HIMMAT is starting off as a blog by Rajmohan Gandhi who has written on the Indian independence movement and its leaders, South Asian history, India-Pakistan relations, human rights and conflict resolution. His latest book is Modern South India: A History from the Seventeenth Century to the Present (New Delhi: Aleph, forthcoming).

Repression in Myanmar

Myanmar’s sorrows have hit me hard. I’ve known many people from that once happy land. Tamil relatives of mine used to live there in the 1920s. Even earlier, in the 1901-02 winter, a 32-year-old Gandhi sailed from Kolkata to visit a dear friend from student days in London, Pranjivan Mehta, who had started a business in what used to be called Burma. 

Older than me by nearly three decades, U Nu (his country’s prime minister for many years and one of the few survivors of the July 1947 shoot-out that killed the country’s leadership) treated me as a friend from the late 1950s. I’ve also known the daughters and sons of U Nu, who died in 1995. I’ve known the now imprisoned Aung San Suu Kyi, too, and over a long time. I also knew her mother, Daw Khin Kyi, once Myanmar’s ambassador to India. 

In the 1990s and later, when official India hesitated to criticize Myanmar’s military rulers, I spoke up for Suu Kyi and others in her land who were asking for the simplest of human rights. In small ways I assisted Myanmar activists who had escaped to India. When, after regaining influence, Suu Kyi failed to acknowledge Rohingya suffering, I voiced disappointment. 
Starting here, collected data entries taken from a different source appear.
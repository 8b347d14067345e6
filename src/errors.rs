use axum::{
    http::StatusCode,
    response::{IntoResponse, Response},
    Json,
};
use serde::{Deserialize, Serialize};
use utoipa::ToSchema;

/// Error body returned by every failing endpoint.
#[derive(Debug, Serialize, Deserialize, ToSchema)]
pub struct ErrorResponse {
    /// HTTP status category (e.g., "Not Found", "Bad Request")
    #[schema(example = "Not Found")]
    pub error: String,
    /// Human-readable error description
    #[schema(example = "Item with ID 550e8400-e29b-41d4-a716-446655440000 not found")]
    pub message: String,
    /// ISO 8601 timestamp when the error occurred
    #[schema(example = "2026-03-01T10:30:00.000Z")]
    pub timestamp: String,
}

#[derive(Debug, thiserror::Error)]
pub enum ServiceError {
    #[error("Database error: {0}")]
    DatabaseError(#[from] sea_orm::error::DbErr),

    #[error("Not found: {0}")]
    NotFound(String),

    #[error("Validation error: {0}")]
    ValidationError(String),

    #[error("Invalid transition: {0}")]
    InvalidTransition(String),

    #[error("Internal error: {0}")]
    InternalError(String),

    #[error("Other error: {0}")]
    Other(#[from] anyhow::Error),
}

impl From<validator::ValidationErrors> for ServiceError {
    fn from(err: validator::ValidationErrors) -> Self {
        ServiceError::ValidationError(err.to_string())
    }
}

impl ServiceError {
    /// Returns the HTTP status code for this error.
    /// This is the single source of truth for error-to-status mapping.
    pub fn status_code(&self) -> StatusCode {
        match self {
            Self::NotFound(_) => StatusCode::NOT_FOUND,
            Self::ValidationError(_) | Self::InvalidTransition(_) => StatusCode::BAD_REQUEST,
            Self::DatabaseError(_) | Self::InternalError(_) | Self::Other(_) => {
                StatusCode::INTERNAL_SERVER_ERROR
            }
        }
    }

    /// Returns the error message suitable for HTTP responses.
    /// Internal errors return generic messages to avoid leaking implementation details.
    pub fn response_message(&self) -> String {
        match self {
            Self::DatabaseError(_) => "Database error".to_string(),
            Self::InternalError(_) | Self::Other(_) => "Internal server error".to_string(),
            _ => self.to_string(),
        }
    }
}

impl IntoResponse for ServiceError {
    fn into_response(self) -> Response {
        let status = self.status_code();
        let err = ErrorResponse {
            error: status.canonical_reason().unwrap_or("Error").to_string(),
            message: self.response_message(),
            timestamp: chrono::Utc::now().to_rfc3339(),
        };

        (status, Json(err)).into_response()
    }
}

#[cfg(test)]
mod tests {
    use super::*;
    use axum::{body::to_bytes, http::StatusCode};

    #[test]
    fn status_code_mapping() {
        assert_eq!(
            ServiceError::NotFound("x".into()).status_code(),
            StatusCode::NOT_FOUND
        );
        assert_eq!(
            ServiceError::ValidationError("x".into()).status_code(),
            StatusCode::BAD_REQUEST
        );
        assert_eq!(
            ServiceError::InvalidTransition("x".into()).status_code(),
            StatusCode::BAD_REQUEST
        );
        assert_eq!(
            ServiceError::InternalError("x".into()).status_code(),
            StatusCode::INTERNAL_SERVER_ERROR
        );
    }

    #[test]
    fn response_message_hides_internal_details() {
        assert_eq!(
            ServiceError::InternalError("sqlite file path".into()).response_message(),
            "Internal server error"
        );

        // User-facing errors keep their message
        assert_eq!(
            ServiceError::NotFound("Item not found".into()).response_message(),
            "Not found: Item not found"
        );
        assert_eq!(
            ServiceError::InvalidTransition("already checked out".into()).response_message(),
            "Invalid transition: already checked out"
        );
    }

    #[tokio::test]
    async fn error_response_body_is_structured_json() {
        let response = ServiceError::NotFound("missing".into()).into_response();
        assert_eq!(response.status(), StatusCode::NOT_FOUND);

        let body = to_bytes(response.into_body(), usize::MAX).await.unwrap();
        let payload: ErrorResponse = serde_json::from_slice(&body).unwrap();
        assert_eq!(payload.error, "Not Found");
        assert_eq!(payload.message, "Not found: missing");
    }
}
But a world shocked by the army junta’s coup against her and her party, the National League for Democracy (which won national elections held at the end of 2020 by a huge margin), and by the cruel crackdown that has followed, has Covid-19 and other matters to worry about. 

Luckily a brave CNN crew, briefly allowed inside Myanmar, has captured for the world both the callousness of the Myanmar junta and the astonishing courage of Myanmar’s protesters, who seem to belong to every religion and ethnicity found in their diverse land. 

In the past, Myanmar’s ethnically “Burman” (and Buddhist) majority, to which U Nu belonged and to which Daw Suu Kyi and the junta also belong, was often at odds with the country’s numerous ethnic and religious minorities, who are located in large spaces adjoining India, Thailand, and China. This time, all regions and all groups seem to have come together to resist the army’s coup against democracy. 

Children in Myanmar have been shot and killed by soldiers. Charges carrying almost life-long sentences have been slapped on Suu Kyi. Independent newspapers and media outlets have been forced to shut shop. However, apart from restrictions imposed by the U.S. and a few European countries on some junta- linked individuals and groups in Myanmar, the world is focused on other things. 

I am particularly distressed by official India’s response to the repression in Myanmar. Apart from a couple of mild, indirect sentences of concern recently uttered by minor officials, the leaders who run the world’s largest democracy right across Myanmar’s border have kept their lips firmly sealed. 

Worse, New Delhi at first instructed the governments of Mizoram, Manipur, Nagaland and Arunachal (four Indian states that have a border with Myanmar), to prevent the entry of Myanmar’s protestors. There even were hints that those who had entered might be sent back to Myanmar. It seemed of no concern to New Delhi that many wanting to flee Myanmar were blood relatives of residents on the Indian side of the border. 

Covid-19 is not the sole spectre haunting our world. Also on an ominous march, in nation after nation, is contempt for democracy, and an associated contempt for pluralism. 

After 1945, the world witnessed a remarkable movement towards independence for nations and for democracy within them. Rolling for about 75 years, this tide produced an illusion that democracy is the norm in our world, a state to which countries would naturally return after unexpected departures from it. 

Now we know better. Recent years have shown that equal rights for all, pluralism, fair elections, and a free media are not standard phenomena. As Myanmar has starkly confirmed, such blessings are rare, and ask to be cherished and guarded when found. 

It’s been a mercy for the world that the U.S. remains protected for democracy and for the connected values of equality and pluralism. But we should not forget that Biden’s recent win was hardly a sure thing. Nor can we ignore the Trumpist takeover of the Republican Party. Fortunately, voices from the U.S. (and occasionally CNN reporters) are going out to the world to warn those wishing to silence human cries. And Myanmar’s junta should remember that while democracy may not be history’s norm, autocracy is detested by humanity.